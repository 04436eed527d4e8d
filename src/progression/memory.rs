//! In-memory [`ProgressionStore`] for exercising the engine without SQLite.

use std::collections::HashMap;
use std::sync::{Arc, Mutex};

use chrono::{DateTime, NaiveDate, Utc};
use uuid::Uuid;

use super::error::{CompletionError, StoreError};
use super::store::{
    CompletableTask, CompletionState, NewCompletion, ProgressionStore, UnitOfWork,
};
use crate::models::{Completion, Difficulty, TaskType, UserProgress};

#[derive(Debug, Clone)]
struct StoredTask {
    owner: Uuid,
    task: CompletableTask,
    completed_at: Option<DateTime<Utc>>,
}

#[derive(Debug, Clone, Default)]
struct MemoryState {
    users: HashMap<Uuid, UserProgress>,
    tasks: HashMap<Uuid, StoredTask>,
    completions: Vec<Completion>,
    fail_progression_update: bool,
}

/// Store backed by plain maps.
///
/// A unit of work operates on a copy of the state which replaces the real
/// state only when the work succeeds.
#[derive(Debug, Clone, Default)]
pub struct MemoryStore {
    state: Arc<Mutex<MemoryState>>,
}

impl MemoryStore {
    pub fn new() -> Self {
        Self::default()
    }

    pub fn add_user(&self) -> Uuid {
        self.add_user_with(UserProgress::new())
    }

    pub fn add_user_with(&self, progress: UserProgress) -> Uuid {
        let id = Uuid::new_v4();
        self.lock().users.insert(id, progress);
        id
    }

    pub fn add_habit(&self, owner: Uuid, difficulty: Difficulty) -> Uuid {
        self.add_task(
            owner,
            difficulty,
            CompletionState::Habit {
                current_streak: 0,
                last_completed_on: None,
            },
        )
    }

    pub fn add_todo(&self, owner: Uuid, difficulty: Difficulty) -> Uuid {
        self.add_task(owner, difficulty, CompletionState::Todo { completed: false })
    }

    fn add_task(&self, owner: Uuid, difficulty: Difficulty, state: CompletionState) -> Uuid {
        let id = Uuid::new_v4();
        let task = CompletableTask {
            id,
            title: format!("{} task", state.task_type().as_str()),
            difficulty,
            state,
        };
        self.lock().tasks.insert(
            id,
            StoredTask {
                owner,
                task,
                completed_at: None,
            },
        );
        id
    }

    pub fn progress(&self, user_id: Uuid) -> Option<UserProgress> {
        self.lock().users.get(&user_id).copied()
    }

    pub fn task_state(&self, task_id: Uuid) -> Option<CompletionState> {
        self.lock().tasks.get(&task_id).map(|t| t.task.state)
    }

    pub fn completions(&self) -> Vec<Completion> {
        self.lock().completions.clone()
    }

    /// Make every subsequent `update_progression` fail, to observe rollback.
    pub fn fail_progression_updates(&self, fail: bool) {
        self.lock().fail_progression_update = fail;
    }

    fn lock(&self) -> std::sync::MutexGuard<'_, MemoryState> {
        self.state.lock().expect("memory store lock poisoned")
    }
}

impl ProgressionStore for MemoryStore {
    fn atomically<T, F>(&self, work: F) -> Result<T, CompletionError>
    where
        F: FnOnce(&mut dyn UnitOfWork) -> Result<T, CompletionError>,
    {
        let mut state = self.lock();
        let mut scratch = state.clone();
        let uow: &mut dyn UnitOfWork = &mut scratch;
        let value = work(uow)?;
        *state = scratch;
        Ok(value)
    }
}

impl UnitOfWork for MemoryState {
    fn get_task(&mut self, task_id: Uuid, user_id: Uuid) -> Result<Option<CompletableTask>, StoreError> {
        Ok(self
            .tasks
            .get(&task_id)
            .filter(|stored| stored.owner == user_id)
            .map(|stored| stored.task.clone()))
    }

    fn get_user(&mut self, user_id: Uuid) -> Result<Option<UserProgress>, StoreError> {
        Ok(self.users.get(&user_id).copied())
    }

    fn completion_exists(&mut self, task_id: Uuid, user_id: Uuid, on: NaiveDate) -> Result<bool, StoreError> {
        Ok(self.completions.iter().any(|c| {
            c.task_id == Some(task_id) && c.user_id == user_id && c.completed_on == on
        }))
    }

    fn insert_completion(&mut self, new: NewCompletion) -> Result<Completion, StoreError> {
        let duplicate = self.completions.iter().any(|c| {
            c.task_id == Some(new.task_id)
                && match new.task_type {
                    TaskType::Todo => true,
                    TaskType::Habit => c.user_id == new.user_id && c.completed_on == new.completed_on,
                }
        });
        if duplicate {
            return Err(StoreError::Duplicate {
                task_id: new.task_id,
            });
        }

        let completion = Completion {
            id: Uuid::new_v4(),
            task_id: Some(new.task_id),
            user_id: new.user_id,
            task_title: new.task_title,
            task_type: new.task_type,
            difficulty: new.difficulty,
            xp_earned: new.xp_earned,
            completed_at: new.completed_at,
            completed_on: new.completed_on,
        };
        self.completions.push(completion.clone());
        Ok(completion)
    }

    fn mark_todo_completed(&mut self, task_id: Uuid, at: DateTime<Utc>) -> Result<(), StoreError> {
        let stored = self
            .tasks
            .get_mut(&task_id)
            .ok_or_else(|| anyhow::anyhow!("Task {} vanished mid-transaction", task_id))?;
        stored.task.state = CompletionState::Todo { completed: true };
        stored.completed_at = Some(at);
        Ok(())
    }

    fn record_habit_completion(&mut self, task_id: Uuid, on: NaiveDate, habit_streak: u32) -> Result<(), StoreError> {
        let stored = self
            .tasks
            .get_mut(&task_id)
            .ok_or_else(|| anyhow::anyhow!("Task {} vanished mid-transaction", task_id))?;
        stored.task.state = CompletionState::Habit {
            current_streak: habit_streak,
            last_completed_on: Some(on),
        };
        Ok(())
    }

    fn update_progression(&mut self, user_id: Uuid, progress: &UserProgress) -> Result<(), StoreError> {
        if self.fail_progression_update {
            return Err(anyhow::anyhow!("injected progression update failure").into());
        }
        let user = self
            .users
            .get_mut(&user_id)
            .ok_or_else(|| anyhow::anyhow!("User {} vanished mid-transaction", user_id))?;
        *user = *progress;
        Ok(())
    }
}
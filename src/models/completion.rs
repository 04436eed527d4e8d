use chrono::{DateTime, NaiveDate, Utc};
use serde::{Deserialize, Serialize};
use uuid::Uuid;

use super::task::{Difficulty, TaskType};
use super::user::User;
use super::achievement::Achievement;

/// An immutable record of one successful completion.
///
/// Difficulty, type and title are snapshots taken at completion time, so
/// editing the task later never rewrites history. `task_id` becomes `None`
/// once the task itself is deleted.
#[derive(Debug, Clone, PartialEq, Eq, Serialize, Deserialize)]
pub struct Completion {
    pub id: Uuid,
    pub task_id: Option<Uuid>,
    pub user_id: Uuid,
    pub task_title: String,
    pub task_type: TaskType,
    pub difficulty: Difficulty,
    pub xp_earned: u32,
    pub completed_at: DateTime<Utc>,
    /// UTC calendar day of `completed_at`; the key for the once-per-day rule.
    pub completed_on: NaiveDate,
}

/// Response body of `POST /tasks/{id}/complete`.
#[derive(Debug, Clone, Serialize, Deserialize)]
pub struct CheckInResponse {
    pub message: String,
    pub task_completion: Completion,
    pub user: User,
    pub streak_updated: bool,
    pub new_streak: u32,
    pub gamification: GamificationSummary,
    pub task_info: TaskInfo,
    pub achievements_unlocked: Vec<Achievement>,
}

/// XP and level movement caused by one completion.
#[derive(Debug, Clone, Copy, PartialEq, Eq, Serialize, Deserialize)]
pub struct GamificationSummary {
    pub xp_earned: u32,
    pub xp_before: u64,
    pub xp_after: u64,
    pub level_before: u32,
    pub level_after: u32,
    pub level_up_occurred: bool,
    pub levels_gained: u32,
}

/// Minimal task info included in check-in responses.
#[derive(Debug, Clone, Serialize, Deserialize)]
pub struct TaskInfo {
    pub task_id: Uuid,
    pub task_type: TaskType,
    pub task_title: String,
    pub difficulty: Difficulty,
}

* [ACTION ITEM]:
The material is to be written out once more, exactly and in full.

* [WRITTEN ANSWER]:
repository 04436eed527d4e8d
filename src/progression/memory.rs
//! In-memory [`ProgressionStore`] for exercising the engine without SQLite.

use std::collections::HashMap;
use std::sync::{Arc, Mutex};

use chrono::{DateTime, NaiveDate, Utc};
use uuid::Uuid;

use super::error::{CompletionError, StoreError};
use super::store::{
    CompletableTask, CompletionState, NewCompletion, ProgressionStore, UnitOfWork,
};
use crate::models::{Completion, Difficulty, TaskType, UserProgress};

#[derive(Debug, Clone)]
struct StoredTask {
    owner: Uuid,
    task: CompletableTask,
    completed_at: Option<DateTime<Utc>>,
}

#[derive(Debug, Clone, Default)]
struct MemoryState {
    users: HashMap<Uuid, UserProgress>,
    tasks: HashMap<Uuid, StoredTask>,
    completions: Vec<Completion>,
    fail_progression_update: bool,
}

/// Store backed by plain maps.
///
/// A unit of work operates on a copy of the state which replaces the real
/// state only when the work succeeds.
#[derive(Debug, Clone, Default)]
pub struct MemoryStore {
    state: Arc<Mutex<MemoryState>>,
}

impl MemoryStore {
    pub fn new() -> Self {
        Self::default()
    }

    pub fn add_user(&self) -> Uuid {
        self.add_user_with(UserProgress::new())
    }

    pub fn add_user_with(&self, progress: UserProgress) -> Uuid {
        let id = Uuid::new_v4();
        self.lock().users.insert(id, progress);
        id
    }

    pub fn add_habit(&self, owner: Uuid, difficulty: Difficulty) -> Uuid {
        self.add_task(
            owner,
            difficulty,
            CompletionState::Habit {
                current_streak: 0,
                last_completed_on: None,
            },
        )
    }

    pub fn add_todo(&self, owner: Uuid, difficulty: Difficulty) -> Uuid {
        self.add_task(owner, difficulty, CompletionState::Todo { completed: false })
    }

    fn add_task(&self, owner: Uuid, difficulty: Difficulty, state: CompletionState) -> Uuid {
        let id = Uuid::new_v4();
        let task = CompletableTask {
            id,
            title: format!("{} task", state.task_type().as_str()),
            difficulty,
            state,
        };
        self.lock().tasks.insert(
            id,
            StoredTask {
                owner,
                task,
                completed_at: None,
            },
        );
        id
    }

    pub fn progress(&self, user_id: Uuid) -> Option<UserProgress> {
        self.lock().users.get(&user_id).copied()
    }

    pub fn task_state(&self, task_id: Uuid) -> Option<CompletionState> {
        self.lock().tasks.get(&task_id).map(|t| t.task.state)
    }

    pub fn completions(&self) -> Vec<Completion> {
        self.lock().completions.clone()
    }

    /// Make every subsequent `update_progression` fail, to observe rollback.
    pub fn fail_progression_updates(&self, fail: bool) {
        self.lock().fail_progression_update = fail;
    }

    fn lock(&self) -> std::sync::MutexGuard<'_, MemoryState> {
        self.state.lock().expect("memory store lock poisoned")
    }
}

impl ProgressionStore for MemoryStore {
    fn atomically<T, F>(&self, work: F) -> Result<T, CompletionError>
    where
        F: FnOnce(&mut dyn UnitOfWork) -> Result<T, CompletionError>,
    {
        let mut state = self.lock();
        let mut scratch = state.clone();
        let uow: &mut dyn UnitOfWork = &mut scratch;
        let value = work(uow)?;
        *state = scratch;
        Ok(value)
    }
}

impl UnitOfWork for MemoryState {
    fn get_task(&mut self, task_id: Uuid, user_id: Uuid) -> Result<Option<CompletableTask>, StoreError> {
        Ok(self
            .tasks
            .get(&task_id)
            .filter(|stored| stored.owner == user_id)
            .map(|stored| stored.task.clone()))
    }

    fn get_user(&mut self, user_id: Uuid) -> Result<Option<UserProgress>, StoreError> {
        Ok(self.users.get(&user_id).copied())
    }

    fn completion_exists(&mut self, task_id: Uuid, user_id: Uuid, on: NaiveDate) -> Result<bool, StoreError> {
        Ok(self.completions.iter().any(|c| {
            c.task_id == Some(task_id) && c.user_id == user_id && c.completed_on == on
        }))
    }

    fn insert_completion(&mut self, new: NewCompletion) -> Result<Completion, StoreError> {
        let duplicate = self.completions.iter().any(|c| {
            c.task_id == Some(new.task_id)
                && match new.task_type {
                    TaskType::Todo => true,
                    TaskType::Habit => c.user_id == new.user_id && c.completed_on == new.completed_on,
                }
        });
        if duplicate {
            return Err(StoreError::Duplicate {
                task_id: new.task_id,
            });
        }

        let completion = Completion {
            id: Uuid::new_v4(),
            task_id: Some(new.task_id),
            user_id: new.user_id,
            task_title: new.task_title,
            task_type: new.task_type,
            difficulty: new.difficulty,
            xp_earned: new.xp_earned,
            completed_at: new.completed_at,
            completed_on: new.completed_on,
        };
        self.completions.push(completion.clone());
        Ok(completion)
    }

    fn mark_todo_completed(&mut self, task_id: Uuid, at: DateTime<Utc>) -> Result<(), StoreError> {
        let stored = self
            .tasks
            .get_mut(&task_id)
            .ok_or_else(|| anyhow::anyhow!("Task {} vanished mid-transaction", task_id))?;
        stored.task.state = CompletionState::Todo { completed: true };
        stored.completed_at = Some(at);
        Ok(())
    }

    fn record_habit_completion(&mut self, task_id: Uuid, on: NaiveDate, habit_streak: u32) -> Result<(), StoreError> {
        let stored = self
            .tasks
            .get_mut(&task_id)
            .ok_or_else(|| anyhow::anyhow!("Task {} vanished mid-transaction", task_id))?;
        stored.task.state = CompletionState::Habit {
            current_streak: habit_streak,
            last_completed_on: Some(on),
        };
        Ok(())
    }

    fn update_progression(&mut self, user_id: Uuid, progress: &UserProgress) -> Result<(), StoreError> {
        if self.fail_progression_update {
            return Err(anyhow::anyhow!("injected progression update failure").into());
        }
        let user = self
            .users
            .get_mut(&user_id)
            .ok_or_else(|| anyhow::anyhow!("User {} vanished mid-transaction", user_id))?;
        *user = *progress;
        Ok(())
    }
}
filename src/models/completion.rs
repository 04436eed527d4e8d
use chrono::{DateTime, NaiveDate, Utc};
use serde::{Deserialize, Serialize};
use uuid::Uuid;

use super::task::{Difficulty, TaskType};
use super::user::User;
use super::achievement::Achievement;

/// An immutable record of one successful completion.
///
/// Difficulty, type and title are snapshots taken at completion time, so
/// editing the task later never rewrites history. `task_id` becomes `None`
/// once the task itself is deleted.
#[derive(Debug, Clone, PartialEq, Eq, Serialize, Deserialize)]
pub struct Completion {
    pub id: Uuid,
    pub task_id: Option<Uuid>,
    pub user_id: Uuid,
    pub task_title: String,
    pub task_type: TaskType,
    pub difficulty: Difficulty,
    pub xp_earned: u32,
    pub completed_at: DateTime<Utc>,
    /// UTC calendar day of `completed_at`; the key for the once-per-day rule.
    pub completed_on: NaiveDate,
}

/// Response body of `POST /tasks/{id}/complete`.
#[derive(Debug, Clone, Serialize, Deserialize)]
pub struct CheckInResponse {
    pub message: String,
    pub task_completion: Completion,
    pub user: User,
    pub streak_updated: bool,
    pub new_streak: u32,
    pub gamification: GamificationSummary,
    pub task_info: TaskInfo,
    pub achievements_unlocked: Vec<Achievement>,
}

/// XP and level movement caused by one completion.
#[derive(Debug, Clone, Copy, PartialEq, Eq, Serialize, Deserialize)]
pub struct GamificationSummary {
    pub xp_earned: u32,
    pub xp_before: u64,
    pub xp_after: u64,
    pub level_before: u32,
    pub level_after: u32,
    pub level_up_occurred: bool,
    pub levels_gained: u32,
}

/// Minimal task info included in check-in responses.
#[derive(Debug, Clone, Serialize, Deserialize)]
pub struct TaskInfo {
    pub task_id: Uuid,
    pub task_type: TaskType,
    pub task_title: String,
    pub difficulty: Difficulty,
}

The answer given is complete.